Ahora está en la cárcel de las afueras de Lima, en la que encierran a los expresidentes peruanos presos. En Perú, la prisión es un desenlace habitual para los exmandatarios. También me habían puesto sobre aviso sobre el terrible tráfico de Lima y su efecto desquiciante incluso sobre las personas más pacientes. Efectivamente, más de una vez desesperé atrapado en sus atascos. También había cosas prometedoras, claro. Por algo Perú es uno de los principales destinos turísticos de América Latina.
Por supuesto, sabía que la comida peruana es deliciosa, sobre todo su plato bandera: el cebiche. Sí con b. Aunque fuera de Perú se ve menos, muchos peruanos lo escriben de esta manera. ¿No es más divertido así
También había oído hablar de las ruinas incas de Machu Picchu, una de las siete maravillas del mundo, y de las mundialmente famosas líneas de Nazca y las extravagantes teorías que circulan sobre su supuesto origen extraterrestre.
Pero, en mi tiempo allí pude descubrir algunas otras cosas de las que se habla menos en los folletos turísticos y que también forman parte del alma de un país que ya es un poco el mío. Estas son las que menos esperaba y más extraño desde que me marché.

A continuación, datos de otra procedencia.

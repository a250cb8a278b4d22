//! HTTP router

use std::sync::Arc;
use std::time::Duration;

use axum::{
    Router,
    extract::DefaultBodyLimit,
    http::{HeaderName, Method, header},
    middleware,
    routing::{get, post},
};
use tower_http::{
    catch_panic::CatchPanicLayer,
    cors::{AllowOrigin, CorsLayer},
    trace::TraceLayer,
};

use super::handlers::{
    create_secret, delete_secret, get_secret, get_secret_by_access_key, health, list_secrets,
    update_secret,
};
use crate::auth::{AuthGate, UserDirectory, authorization_gate};
use crate::store::SecretAccessor;

/// Preflight cache lifetime (20 days).
const CORS_MAX_AGE: Duration = Duration::from_secs(1_728_000);

/// Shared application state
pub struct AppState {
    /// Secret operations
    pub secrets: Arc<SecretAccessor>,
    /// Session authorization
    pub gate: Arc<AuthGate>,
    /// User directory, probed by `/health`
    pub directory: Arc<dyn UserDirectory>,
    /// Deadline for access-key requests
    pub request_timeout: Duration,
    /// Budget for the health probe
    pub health_timeout: Duration,
    /// Largest accepted request body, in bytes
    pub max_body_size: usize,
}

/// Create the router
pub fn create_router(state: Arc<AppState>) -> Router {
    let session_routes = Router::new()
        .route("/api/v1/secrets", get(list_secrets).post(create_secret))
        .route(
            "/api/v1/secrets/{id}",
            get(get_secret).put(update_secret).delete(delete_secret),
        )
        .route_layer(middleware::from_fn_with_state(
            Arc::clone(&state.gate),
            authorization_gate,
        ));

    Router::new()
        .route("/health", get(health))
        .route("/api/v1/secrets/access", post(get_secret_by_access_key))
        .merge(session_routes)
        // Enforced by the body extractor so oversized requests get a JSON 413
        .layer(DefaultBodyLimit::max(state.max_body_size))
        // Outside the gate so preflight never needs a token
        .layer(cors_layer())
        .layer(CatchPanicLayer::new())
        .layer(TraceLayer::new_for_http())
        .with_state(state)
}

/// Any origin is echoed back; credentials stay disabled.
fn cors_layer() -> CorsLayer {
    CorsLayer::new()
        .allow_origin(AllowOrigin::mirror_request())
        .allow_methods([
            Method::GET,
            Method::POST,
            Method::PUT,
            Method::DELETE,
            Method::PATCH,
            Method::OPTIONS,
        ])
        .allow_headers([
            header::CONTENT_TYPE,
            header::CONTENT_LENGTH,
            header::ACCEPT_ENCODING,
            header::AUTHORIZATION,
            header::ACCEPT,
            header::ORIGIN,
            header::CACHE_CONTROL,
            HeaderName::from_static("x-csrf-token"),
            HeaderName::from_static("x-requested-with"),
        ])
        .max_age(CORS_MAX_AGE)
}
#![allow(dead_code)]

use std::sync::Arc;

use secrecy::SecretString;
use serde_json::json;
use wiremock::matchers::{body_json, method, path};
use wiremock::{Mock, MockBuilder, MockServer, ResponseTemplate};

use rituals_bridge::rituals::{session::Credentials, RitualsClient, RitualsClientBuilder};
use rituals_bridge::session_store::{MemorySessionStore, SessionStore};

pub const EMAIL: &str = "owner@example.com";
pub const PASSWORD: &str = "correct horse";
pub const LOGIN_PATH: &str = "/apiv2/account/token";
pub const HUBS_PATH: &str = "/apiv2/account/hubs";

pub fn credentials() -> Credentials {
    Credentials::new(EMAIL, SecretString::from(PASSWORD.to_owned()))
}

pub fn builder(server: &MockServer) -> RitualsClientBuilder {
    RitualsClient::builder(credentials()).base_url(server.uri())
}

pub async fn setup() -> (MockServer, RitualsClient) {
    let server = MockServer::start().await;
    let client = builder(&server).build().unwrap();
    (server, client)
}

pub async fn setup_with_store() -> (MockServer, RitualsClient, Arc<MemorySessionStore>) {
    let server = MockServer::start().await;
    let store = Arc::new(MemorySessionStore::new());
    let client = builder(&server)
        .session_store(store.clone() as Arc<dyn SessionStore>)
        .build()
        .unwrap();
    (server, client, store)
}

/// Matches a login call carrying the test credentials as JSON.
pub fn login() -> MockBuilder {
    Mock::given(method("POST"))
        .and(path(LOGIN_PATH))
        .and(body_json(json!({ "email": EMAIL, "password": PASSWORD })))
}

pub fn login_ok(token: &str) -> Mock {
    login().respond_with(ResponseTemplate::new(200).set_body_json(json!({ "success": token })))
}

pub fn attribute_path(hash: &str, attr: &str) -> String {
    format!("/apiv2/hubs/{hash}/attributes/{attr}")
}

pub fn sensor_path(hash: &str, sensor: &str) -> String {
    format!("/apiv2/hubs/{hash}/sensors/{sensor}")
}

pub async fn requests_to(server: &MockServer, wanted: &str) -> usize {
    server
        .received_requests()
        .await
        .unwrap_or_default()
        .iter()
        .filter(|r| r.url.path() == wanted)
        .count()
}
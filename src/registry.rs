use chrono::{DateTime, Utc};
use reqwest::Method;
use serde::Serialize;
use serde_json::Value;
use tracing::info;
use utoipa::ToSchema;

use crate::{
    error::{Error, Result},
    rituals::{
        models::{attributes, Device},
        RitualsClient,
    },
};

const HUBS_PATH: &str = "/apiv2/account/hubs";

/// Simplified view of a [`Device`].
#[derive(Debug, Clone, PartialEq, Eq, Serialize, ToSchema)]
pub struct DeviceSummary {
    pub hash: String,
    pub hublot: String,
    pub name: String,
    pub room: String,
    pub is_online: bool,
    pub is_on: bool,
}

impl From<&Device> for DeviceSummary {
    fn from(device: &Device) -> Self {
        Self {
            hash: device.hash.clone(),
            hublot: device.hublot.clone(),
            name: device.attribute(attributes::ROOM_NAME).unwrap_or_default(),
            room: device.attribute(attributes::SPACE_NAME).unwrap_or_default(),
            is_online: device.status == 1,
            is_on: device.attribute(attributes::FAN).as_deref() == Some("1"),
        }
    }
}

pub fn summarize(devices: &[Device]) -> Vec<DeviceSummary> {
    devices.iter().map(DeviceSummary::from).collect()
}

/// Output of an authenticate-and-discover run; also what the session
/// store receives.
#[derive(Debug, Clone, Serialize, ToSchema)]
pub struct Discovery {
    pub token: String,
    pub expires_at: DateTime<Utc>,
    pub devices: Vec<Device>,
    pub device_summaries: Vec<DeviceSummary>,
}

/// Hubs belonging to the account. Every call is a live fetch.
#[derive(Clone)]
pub struct DeviceRegistry {
    client: RitualsClient,
}

impl DeviceRegistry {
    pub fn new(client: RitualsClient) -> Self {
        Self { client }
    }

    pub async fn list_devices(&self) -> Result<Vec<Device>> {
        let resp = self.client.request(Method::GET, HUBS_PATH, None).await?;
        let value: Value = resp.json()?;

        if !value.is_array() {
            return Err(Error::api(resp.status, "Invalid response format: expected an array of hubs"));
        }

        serde_json::from_value(value)
            .map_err(|e| Error::api(resp.status, format!("malformed hub record: {e}")))
    }

    /// Log in afresh, fetch the hubs and record both in the session.
    pub async fn discover(&self) -> Result<Discovery> {
        let session = self.client.session();
        session.refresh().await?;
        let devices = self.list_devices().await?;
        info!(device_count = devices.len(), "Discovered Rituals devices");

        // The hubs call may have replaced a rejected token; report the one in use.
        let token = session.valid_token().await?;

        session.remember_devices(&token, devices.clone()).await;

        Ok(Discovery {
            token: token.value,
            expires_at: token.expires_at,
            device_summaries: summarize(&devices),
            devices,
        })
    }
}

La comida peruana… mucho más que el cebiche
Sí, acabo de decir que conocía la comida peruana; lo que no imaginaba era que iba mucho más allá del cebiche y la inmensa variedad de platos ricos que iba a saborear. La cocina peruana es el resultado virtuoso de una mezcla milenaria entre las tradiciones y los ingredientes autóctonos y las aportaciones de las gentes que a lo largo de los siglos fueron llegando, desde los españoles de la colonia hasta los inmigrantes chinos y japoneses del Perú independiente.
También, de la infinita variedad de paisajes y ecosistemas de Perú.Sus cerca de 1,3 millones de kilómetros cuadrados albergan desde playas infinitas como las del norteño departamento de Piura, pasando por el vasto desierto de Ica y las cumbres andinas de Cuzco y Apurímac, hasta la selva exuberante de la Amazonía de las regiones de Loreto, Madre de Dios y Ucayali.
En cada uno de estos ambientes se cocina diferente y la fusión de ingredientes y recetas son el secreto del éxito de su gastronomía y de que su capital concentre varios de los mejores restaurantes del mundo.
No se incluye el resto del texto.